Prep Time 20 minutes
Cook Time 45 minutes
Cuisine Mediterranean, Vegetarian
Servings 4

Ingredients
  

  • 1/2 small kabocha squash 1 lb. (500 g) peeled, seeded, and cut into 1-inch cubes
  • 1/2 medium acorn squash (350 g) washed, seeded, quartered, and cut into ⅓ inch slices
  • 2 tsp extra virgin olive oil divided
  • ¼ to ½ tsp fine sea salt divided
  • 2 medium shallots peeled and sliced very thinly (on a mandoline, or with a sharp knife)
  • 6 cups (150 g) mixed greens a blend of spinach, arugula, baby kale, baby chard, escarole
  • cup (50 g) shelled roasted pistachios coarsely chopped
  • 4 ounce (100 g) piece of goat feta cheese crumbled coarsely

For the dressing:

  • 3 tbsp (45 ml) extra virgin olive oil
  • 1 tbsp (15 ml) freshly squeezed lemon juice
  • ¼ tsp fine sea salt
  • 3 grinds of black pepper freshly ground
  • 1 tsp mild honey

Instructions
 

  • Preheat the oven to 425 degrees F and line two large (half-sheet) baking sheets with parchment paper.
  • In a large bowl, toss the kabocha squash chunks with 1 tsp of the olive oil, and ¼ tsp of the fine sea salt, until thoroughly coated.
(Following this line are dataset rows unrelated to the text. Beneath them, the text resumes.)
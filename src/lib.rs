// src/lib.rs

//! Conary installed-software inventory
//!
//! Keeps an authoritative in-process record of which package versions are
//! installed on this machine and where, reconciles it against independent
//! detection sources, and persists it to a durable registry.
//!
//! # Architecture
//!
//! - Single store: one [`InventoryStore`] per process, passed down explicitly
//! - Concurrent scans: detection sources run in parallel, merging is sequential
//! - Heuristic classification: [`PathResolver`] decides ownership of detected directories
//! - Incremental persistence: [`SyncEngine`] writes only changed registry entries

pub mod config;
pub mod db;
mod error;
pub mod filesystem;
pub mod inventory;
pub mod job;
pub mod logging;
pub mod package;
pub mod repository;
pub mod sources;
pub mod version;

pub use config::{InventoryConfig, SystemLayout};
pub use db::{DurableStore, RegistryEntry, SqliteRegistry};
pub use error::{Error, Result};
pub use inventory::{
    Classification, InstalledPackageVersion, InventoryStore, PathResolver, RefreshReport,
    ScanOrchestrator, StatusChange, SyncEngine, find_first_with_missing_dependency,
};
pub use job::Job;
pub use package::{MetadataFragment, Package, PackageVersion, PackageVersionFile};
pub use repository::{MemoryRepository, MetadataRepository};
pub use sources::{DetectionSource, ScanOutput, SourceKind};
pub use version::{Dependency, Version, VersionConstraint};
Empty the squash pieces onto one of the baking sheets and arrange them in a single layer. In the same bowl, now empty, toss the acorn squash slices with the other 1 tsp of olive oil and remaining ¼ tsp salt. Arrange on the other baking sheet, then put both in the oven and roast for 35 minutes, or until deep golden and completely soft when pierced with a fork.
  • While the squashes roast, prepare the vinaigrette. Whisk the lemon juice, salt and honey together in a small bowl. Take care that the honey has melted into the dressing, and has not collected in the bottom of the bowl. Add the olive oil and whisk again, then set aside until ready to dress the salad.
  • When the squash is roasted, pull from the oven and let it cool down slightly. In a large bowl, toss together the greens, the shallots, and the warm squash. Add about 2-3 tablespoons of dressing, and toss to coat. You likely will not need all the dressing. Taste the salad, and adjust for salt if necessary, remembering that you’ll add the salty feta as a garnish too.
  • When the salad is ready to be served, sprinkle with the nuts and feta, and serve. Offer small bowls of extra dressing, chopped nuts, or feta crumbles for those who want to add more. I like to serve alongside thick slices of sourdough bread, focaccia, a good, grainy baguette or a ficelle (like a baguette, but slimmer).

Notes

The roasted squash, as well as the vinaigrette can be prepared ahead of time, but assemble only right before serving.
Any additional leftover vinaigrette can be used with other salad greens, or even on cooked grains, like cooked spelt grains or wheat berries.